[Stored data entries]
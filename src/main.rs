/*
 * This file is part of fanhal.
 *
 * Copyright (C) 2025 fanhal contributors
 *
 * fanhal is free software: you can redistribute it and/or modify
 * it under the terms of the GNU General Public License as published by
 * the Free Software Foundation, either version 3 of the License, or
 * (at your option) any later version.
 *
 * fanhal is distributed in the hope that it will be useful,
 * but WITHOUT ANY WARRANTY; without even the implied warranty of
 * MERCHANTABILITY or FITNESS FOR A PARTICULAR PURPOSE. See the
 * GNU General Public License for more details.
 *
 * You should have received a copy of the GNU General Public License
 * along with fanhal. If not, see <https://www.gnu.org/licenses/>.
 */

mod cli;

use std::path::PathBuf;
use std::sync::atomic::{AtomicBool, Ordering};
use std::sync::Arc;
use std::thread;
use std::time::{Duration, Instant};

use anyhow::{bail, Context};
use clap::Parser;
use tracing::{debug, error, info, warn};

use cli::{Cli, Commands, FanArgs, SensorsArgs};
use fanhal::config::{build_fan, build_sensors, config_path, load_config, DriverConfig};
use fanhal::logger;
use fanhal::{FanControl, FanDriver, Level, ReadTemps, SensorDriver, TemperatureBuffer};

/// Granularity at which sleeps notice a termination signal
const SIGNAL_CHECK: Duration = Duration::from_millis(100);

fn main() -> anyhow::Result<()> {
    let cli = Cli::parse();

    let level = logger::resolve_log_level(cli.log_level.as_deref());
    let target = logger::init_logging(&level);
    debug!("fanhal {} logging to {:?}", env!("CARGO_PKG_VERSION"), target);

    let running = Arc::new(AtomicBool::new(true));
    let r = running.clone();
    ctrlc::set_handler(move || r.store(false, Ordering::SeqCst))
        .context("Failed to install signal handler")?;

    match cli.command {
        Commands::Sensors(args) => run_sensors(args, &running),
        Commands::Fan(args) => run_fan(args, &running),
    }
}

fn load(path: Option<PathBuf>) -> anyhow::Result<DriverConfig> {
    let path = path.unwrap_or_else(config_path);
    load_config(&path).with_context(|| format!("Failed to load {}", path.display()))
}

/// Sleep for `duration` or until `running` is cleared. Returns whether still running.
fn sleep_while_running(duration: Duration, running: &AtomicBool) -> bool {
    let deadline = Instant::now() + duration;
    while running.load(Ordering::SeqCst) {
        let now = Instant::now();
        if now >= deadline {
            return true;
        }
        thread::sleep(SIGNAL_CHECK.min(deadline - now));
    }
    false
}

fn read_cycle(sensors: &mut [SensorDriver], temps: &mut TemperatureBuffer) -> fanhal::Result<()> {
    temps.clear();
    for sensor in sensors.iter_mut() {
        sensor.read_temps(temps)?;
    }
    Ok(())
}

fn run_sensors(args: SensorsArgs, running: &AtomicBool) -> anyhow::Result<()> {
    let cfg = load(args.config)?;
    let mut sensors = build_sensors(&cfg).context("Failed to set up sensors")?;
    let expected: usize = sensors.iter().map(|s| s.num_temps()).sum();
    info!("{} sensor(s), {} temperature(s) per cycle", sensors.len(), expected);

    let mut temps = TemperatureBuffer::with_capacity(expected);
    let mut cycle = 0u64;
    loop {
        match read_cycle(&mut sensors, &mut temps) {
            Ok(()) => println!("{}", serde_json::to_string(&temps)?),
            Err(e) => warn!("Discarding cycle {}: {}", cycle, e),
        }
        cycle += 1;

        if args.cycles != 0 && cycle >= args.cycles {
            break;
        }
        if !sleep_while_running(cfg.poll_interval(), running) {
            break;
        }
    }

    for sensor in sensors.iter_mut() {
        if let Err(e) = sensor.shutdown() {
            error!("{}: {}", sensor.path().display(), e);
        }
    }
    Ok(())
}

fn deadline_after(seconds: u64) -> anyhow::Result<Instant> {
    Instant::now()
        .checked_add(Duration::from_secs(seconds))
        .with_context(|| format!("--seconds {} is too far in the future", seconds))
}

fn hold_level(
    fan: &mut FanDriver,
    level: &Level,
    poll_interval: Duration,
    deadline: Option<Instant>,
    running: &AtomicBool,
) -> fanhal::Result<()> {
    fan.init()?;
    fan.set_speed(level)?;
    info!("{}: holding {}", fan.path().display(), level);

    loop {
        let nap = match deadline {
            Some(deadline) => {
                let now = Instant::now();
                if now >= deadline {
                    return Ok(());
                }
                poll_interval.min(deadline - now)
            }
            None => poll_interval,
        };
        if !sleep_while_running(nap, running) {
            return Ok(());
        }
        fan.ping_watchdog_and_depulse(level)?;
    }
}

fn run_fan(args: FanArgs, running: &AtomicBool) -> anyhow::Result<()> {
    if unsafe { libc::geteuid() } != 0 {
        bail!("fanhal fan requires root privileges to write fan control files");
    }

    let cfg = load(args.config)?;
    let mut fan = build_fan(&cfg).context("Failed to set up fan")?;
    let deadline = args.seconds.map(deadline_after).transpose()?;

    let held = hold_level(&mut fan, &args.level, cfg.poll_interval(), deadline, running);
    if let Err(e) = &held {
        error!("{}", e);
    }

    match fan.restore() {
        Ok(()) => info!("{}: restored {}", fan.path().display(), fan.initial_state()),
        Err(e) => {
            error!("{}", e);
            held?;
            return Err(e.into());
        }
    }
    held.map_err(Into::into)
}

Exercise aim
What is needed here is an exact copy of all the entries.

Solution
filename src/main.rs
/*
 * This file is part of fanhal.
 *
 * Copyright (C) 2025 fanhal contributors
 *
 * fanhal is free software: you can redistribute it and/or modify
 * it under the terms of the GNU General Public License as published by
 * the Free Software Foundation, either version 3 of the License, or
 * (at your option) any later version.
 *
 * fanhal is distributed in the hope that it will be useful,
 * but WITHOUT ANY WARRANTY; without even the implied warranty of
 * MERCHANTABILITY or FITNESS FOR A PARTICULAR PURPOSE. See the
 * GNU General Public License for more details.
 *
 * You should have received a copy of the GNU General Public License
 * along with fanhal. If not, see <https://www.gnu.org/licenses/>.
 */

mod cli;

use std::path::PathBuf;
use std::sync::atomic::{AtomicBool, Ordering};
use std::sync::Arc;
use std::thread;
use std::time::{Duration, Instant};

use anyhow::{bail, Context};
use clap::Parser;
use tracing::{debug, error, info, warn};

use cli::{Cli, Commands, FanArgs, SensorsArgs};
use fanhal::config::{build_fan, build_sensors, config_path, load_config, DriverConfig};
use fanhal::logger;
use fanhal::{FanControl, FanDriver, Level, ReadTemps, SensorDriver, TemperatureBuffer};

/// Granularity at which sleeps notice a termination signal
const SIGNAL_CHECK: Duration = Duration::from_millis(100);

fn main() -> anyhow::Result<()> {
    let cli = Cli::parse();

    let level = logger::resolve_log_level(cli.log_level.as_deref());
    let target = logger::init_logging(&level);
    debug!("fanhal {} logging to {:?}", env!("CARGO_PKG_VERSION"), target);

    let running = Arc::new(AtomicBool::new(true));
    let r = running.clone();
    ctrlc::set_handler(move || r.store(false, Ordering::SeqCst))
        .context("Failed to install signal handler")?;

    match cli.command {
        Commands::Sensors(args) => run_sensors(args, &running),
        Commands::Fan(args) => run_fan(args, &running),
    }
}

fn load(path: Option<PathBuf>) -> anyhow::Result<DriverConfig> {
    let path = path.unwrap_or_else(config_path);
    load_config(&path).with_context(|| format!("Failed to load {}", path.display()))
}

/// Sleep for `duration` or until `running` is cleared. Returns whether still running.
fn sleep_while_running(duration: Duration, running: &AtomicBool) -> bool {
    let deadline = Instant::now() + duration;
    while running.load(Ordering::SeqCst) {
        let now = Instant::now();
        if now >= deadline {
            return true;
        }
        thread::sleep(SIGNAL_CHECK.min(deadline - now));
    }
    false
}

fn read_cycle(sensors: &mut [SensorDriver], temps: &mut TemperatureBuffer) -> fanhal::Result<()> {
    temps.clear();
    for sensor in sensors.iter_mut() {
        sensor.read_temps(temps)?;
    }
    Ok(())
}

fn run_sensors(args: SensorsArgs, running: &AtomicBool) -> anyhow::Result<()> {
    let cfg = load(args.config)?;
    let mut sensors = build_sensors(&cfg).context("Failed to set up sensors")?;
    let expected: usize = sensors.iter().map(|s| s.num_temps()).sum();
    info!("{} sensor(s), {} temperature(s) per cycle", sensors.len(), expected);

    let mut temps = TemperatureBuffer::with_capacity(expected);
    let mut cycle = 0u64;
    loop {
        match read_cycle(&mut sensors, &mut temps) {
            Ok(()) => println!("{}", serde_json::to_string(&temps)?),
            Err(e) => warn!("Discarding cycle {}: {}", cycle, e),
        }
        cycle += 1;

        if args.cycles != 0 && cycle >= args.cycles {
            break;
        }
        if !sleep_while_running(cfg.poll_interval(), running) {
            break;
        }
    }

    for sensor in sensors.iter_mut() {
        if let Err(e) = sensor.shutdown() {
            error!("{}: {}", sensor.path().display(), e);
        }
    }
    Ok(())
}

fn deadline_after(seconds: u64) -> anyhow::Result<Instant> {
    Instant::now()
        .checked_add(Duration::from_secs(seconds))
        .with_context(|| format!("--seconds {} is too far in the future", seconds))
}

fn hold_level(
    fan: &mut FanDriver,
    level: &Level,
    poll_interval: Duration,
    deadline: Option<Instant>,
    running: &AtomicBool,
) -> fanhal::Result<()> {
    fan.init()?;
    fan.set_speed(level)?;
    info!("{}: holding {}", fan.path().display(), level);

    loop {
        let nap = match deadline {
            Some(deadline) => {
                let now = Instant::now();
                if now >= deadline {
                    return Ok(());
                }
                poll_interval.min(deadline - now)
            }
            None => poll_interval,
        };
        if !sleep_while_running(nap, running) {
            return Ok(());
        }
        fan.ping_watchdog_and_depulse(level)?;
    }
}

fn run_fan(args: FanArgs, running: &AtomicBool) -> anyhow::Result<()> {
    if unsafe { libc::geteuid() } != 0 {
        bail!("fanhal fan requires root privileges to write fan control files");
    }

    let cfg = load(args.config)?;
    let mut fan = build_fan(&cfg).context("Failed to set up fan")?;
    let deadline = args.seconds.map(deadline_after).transpose()?;

    let held = hold_level(&mut fan, &args.level, cfg.poll_interval(), deadline, running);
    if let Err(e) = &held {
        error!("{}", e);
    }

    match fan.restore() {
        Ok(()) => info!("{}: restored {}", fan.path().display(), fan.initial_state()),
        Err(e) => {
            error!("{}", e);
            held?;
            return Err(e.into());
        }
    }
    held.map_err(Into::into)
}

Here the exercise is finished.